State how many lines of the entries hold the string "migrations", and nothing more.

Data records:

========

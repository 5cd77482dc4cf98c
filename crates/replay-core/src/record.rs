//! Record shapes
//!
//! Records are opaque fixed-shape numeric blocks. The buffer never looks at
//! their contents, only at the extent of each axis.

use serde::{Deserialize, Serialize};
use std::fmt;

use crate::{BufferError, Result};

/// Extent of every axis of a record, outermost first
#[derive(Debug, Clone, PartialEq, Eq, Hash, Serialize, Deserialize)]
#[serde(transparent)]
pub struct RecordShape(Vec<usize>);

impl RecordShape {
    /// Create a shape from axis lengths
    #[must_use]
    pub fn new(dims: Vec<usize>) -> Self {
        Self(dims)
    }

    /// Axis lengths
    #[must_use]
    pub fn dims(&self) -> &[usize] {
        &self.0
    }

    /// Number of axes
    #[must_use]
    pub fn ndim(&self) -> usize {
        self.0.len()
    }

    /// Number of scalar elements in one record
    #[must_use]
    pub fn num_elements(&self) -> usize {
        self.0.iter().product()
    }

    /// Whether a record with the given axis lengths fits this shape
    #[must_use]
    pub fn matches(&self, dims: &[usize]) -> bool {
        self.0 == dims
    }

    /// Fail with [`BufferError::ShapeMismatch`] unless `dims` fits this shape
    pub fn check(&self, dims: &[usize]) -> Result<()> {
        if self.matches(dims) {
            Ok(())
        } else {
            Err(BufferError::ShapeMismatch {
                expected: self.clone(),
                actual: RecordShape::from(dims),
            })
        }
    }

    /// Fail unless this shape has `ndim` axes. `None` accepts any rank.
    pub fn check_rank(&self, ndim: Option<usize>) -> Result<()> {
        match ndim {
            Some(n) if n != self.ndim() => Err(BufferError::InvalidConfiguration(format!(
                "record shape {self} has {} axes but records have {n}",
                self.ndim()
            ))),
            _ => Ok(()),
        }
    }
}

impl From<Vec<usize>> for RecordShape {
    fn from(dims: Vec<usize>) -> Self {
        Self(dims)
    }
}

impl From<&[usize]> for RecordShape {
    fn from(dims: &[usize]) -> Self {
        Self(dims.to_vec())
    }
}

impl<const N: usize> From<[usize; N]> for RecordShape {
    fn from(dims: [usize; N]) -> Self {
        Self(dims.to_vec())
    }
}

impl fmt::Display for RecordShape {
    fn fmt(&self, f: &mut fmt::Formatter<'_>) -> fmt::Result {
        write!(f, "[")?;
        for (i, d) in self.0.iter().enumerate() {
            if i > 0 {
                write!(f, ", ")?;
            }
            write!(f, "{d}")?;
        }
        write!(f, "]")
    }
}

========

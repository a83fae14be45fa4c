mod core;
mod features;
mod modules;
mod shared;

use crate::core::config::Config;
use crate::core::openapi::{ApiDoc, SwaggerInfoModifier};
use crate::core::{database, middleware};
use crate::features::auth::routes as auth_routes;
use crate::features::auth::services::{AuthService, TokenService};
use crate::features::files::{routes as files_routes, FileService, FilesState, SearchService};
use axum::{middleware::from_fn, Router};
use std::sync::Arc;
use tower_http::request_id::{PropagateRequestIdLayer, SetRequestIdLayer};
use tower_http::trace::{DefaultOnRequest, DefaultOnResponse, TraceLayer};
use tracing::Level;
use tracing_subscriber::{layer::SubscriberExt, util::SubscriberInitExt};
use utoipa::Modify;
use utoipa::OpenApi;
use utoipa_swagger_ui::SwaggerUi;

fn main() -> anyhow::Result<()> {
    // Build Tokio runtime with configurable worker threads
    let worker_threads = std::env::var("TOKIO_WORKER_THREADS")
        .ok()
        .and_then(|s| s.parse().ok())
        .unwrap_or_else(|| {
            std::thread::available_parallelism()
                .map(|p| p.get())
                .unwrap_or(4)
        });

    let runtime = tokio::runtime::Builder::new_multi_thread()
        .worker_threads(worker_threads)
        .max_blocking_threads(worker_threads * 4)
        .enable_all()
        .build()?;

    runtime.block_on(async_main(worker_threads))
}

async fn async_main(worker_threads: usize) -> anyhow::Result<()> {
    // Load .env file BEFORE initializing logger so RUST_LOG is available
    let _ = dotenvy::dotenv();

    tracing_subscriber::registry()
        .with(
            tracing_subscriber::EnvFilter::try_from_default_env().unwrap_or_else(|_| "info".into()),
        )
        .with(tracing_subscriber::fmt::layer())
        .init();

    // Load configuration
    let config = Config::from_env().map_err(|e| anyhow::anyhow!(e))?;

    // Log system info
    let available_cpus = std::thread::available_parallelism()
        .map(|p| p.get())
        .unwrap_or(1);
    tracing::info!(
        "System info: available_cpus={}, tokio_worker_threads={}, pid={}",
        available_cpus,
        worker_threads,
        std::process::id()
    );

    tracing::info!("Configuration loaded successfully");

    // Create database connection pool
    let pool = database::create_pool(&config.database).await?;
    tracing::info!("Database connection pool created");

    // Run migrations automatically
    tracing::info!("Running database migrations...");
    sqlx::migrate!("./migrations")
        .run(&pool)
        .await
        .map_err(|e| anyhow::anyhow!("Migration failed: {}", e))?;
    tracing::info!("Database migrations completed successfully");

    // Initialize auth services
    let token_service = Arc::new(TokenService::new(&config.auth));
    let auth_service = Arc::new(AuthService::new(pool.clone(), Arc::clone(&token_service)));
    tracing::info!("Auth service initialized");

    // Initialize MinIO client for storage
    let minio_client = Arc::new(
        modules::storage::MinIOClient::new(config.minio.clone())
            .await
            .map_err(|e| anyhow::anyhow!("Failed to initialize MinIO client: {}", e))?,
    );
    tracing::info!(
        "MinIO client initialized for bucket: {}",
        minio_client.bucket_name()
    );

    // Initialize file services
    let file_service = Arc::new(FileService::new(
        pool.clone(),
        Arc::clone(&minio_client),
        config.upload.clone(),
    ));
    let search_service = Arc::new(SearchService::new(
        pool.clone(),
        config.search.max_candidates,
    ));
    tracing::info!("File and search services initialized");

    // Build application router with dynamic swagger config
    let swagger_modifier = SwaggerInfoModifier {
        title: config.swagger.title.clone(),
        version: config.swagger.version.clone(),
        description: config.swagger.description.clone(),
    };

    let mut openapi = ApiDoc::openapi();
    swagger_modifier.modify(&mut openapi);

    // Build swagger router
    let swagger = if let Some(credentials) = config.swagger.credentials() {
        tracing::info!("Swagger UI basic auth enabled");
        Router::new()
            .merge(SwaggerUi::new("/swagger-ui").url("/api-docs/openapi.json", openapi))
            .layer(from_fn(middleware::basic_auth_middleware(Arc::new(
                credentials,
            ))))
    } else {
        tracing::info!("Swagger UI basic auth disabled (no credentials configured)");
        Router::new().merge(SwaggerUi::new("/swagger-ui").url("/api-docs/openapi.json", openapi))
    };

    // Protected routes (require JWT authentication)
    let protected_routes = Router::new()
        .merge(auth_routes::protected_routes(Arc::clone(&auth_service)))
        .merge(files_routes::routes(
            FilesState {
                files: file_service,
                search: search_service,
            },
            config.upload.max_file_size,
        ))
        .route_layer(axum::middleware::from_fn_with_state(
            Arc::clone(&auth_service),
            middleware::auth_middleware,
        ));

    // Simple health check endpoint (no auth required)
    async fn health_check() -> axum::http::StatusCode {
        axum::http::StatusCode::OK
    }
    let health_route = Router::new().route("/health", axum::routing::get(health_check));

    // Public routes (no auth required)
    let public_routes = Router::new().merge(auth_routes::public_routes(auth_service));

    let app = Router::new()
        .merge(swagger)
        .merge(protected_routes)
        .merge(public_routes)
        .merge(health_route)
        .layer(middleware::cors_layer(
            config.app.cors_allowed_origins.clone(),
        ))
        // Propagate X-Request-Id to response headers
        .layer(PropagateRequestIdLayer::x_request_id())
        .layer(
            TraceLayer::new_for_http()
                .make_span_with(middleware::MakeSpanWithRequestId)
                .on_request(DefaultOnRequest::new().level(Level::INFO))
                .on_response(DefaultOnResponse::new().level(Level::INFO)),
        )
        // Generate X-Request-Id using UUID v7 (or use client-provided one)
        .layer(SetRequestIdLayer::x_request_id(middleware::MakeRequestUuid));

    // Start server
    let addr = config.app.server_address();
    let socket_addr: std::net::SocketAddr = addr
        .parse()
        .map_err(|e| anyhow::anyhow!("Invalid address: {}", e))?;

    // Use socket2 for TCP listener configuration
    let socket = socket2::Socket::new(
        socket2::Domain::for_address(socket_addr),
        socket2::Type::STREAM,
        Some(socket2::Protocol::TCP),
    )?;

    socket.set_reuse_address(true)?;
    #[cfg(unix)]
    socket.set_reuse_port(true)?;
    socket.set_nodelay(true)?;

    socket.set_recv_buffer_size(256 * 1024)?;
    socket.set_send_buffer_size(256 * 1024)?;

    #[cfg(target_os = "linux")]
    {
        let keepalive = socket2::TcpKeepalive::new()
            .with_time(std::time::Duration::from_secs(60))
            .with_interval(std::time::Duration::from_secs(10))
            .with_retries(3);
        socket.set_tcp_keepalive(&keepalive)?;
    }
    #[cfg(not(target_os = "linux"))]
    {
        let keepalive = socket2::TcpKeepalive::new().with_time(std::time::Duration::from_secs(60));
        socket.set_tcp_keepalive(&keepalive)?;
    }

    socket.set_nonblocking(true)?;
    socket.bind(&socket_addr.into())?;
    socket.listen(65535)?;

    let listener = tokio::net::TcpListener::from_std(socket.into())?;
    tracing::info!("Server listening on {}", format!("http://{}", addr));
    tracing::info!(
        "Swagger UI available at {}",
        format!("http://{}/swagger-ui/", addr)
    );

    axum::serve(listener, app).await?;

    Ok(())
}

========

◆ ANSWER TO THIS TASK: 4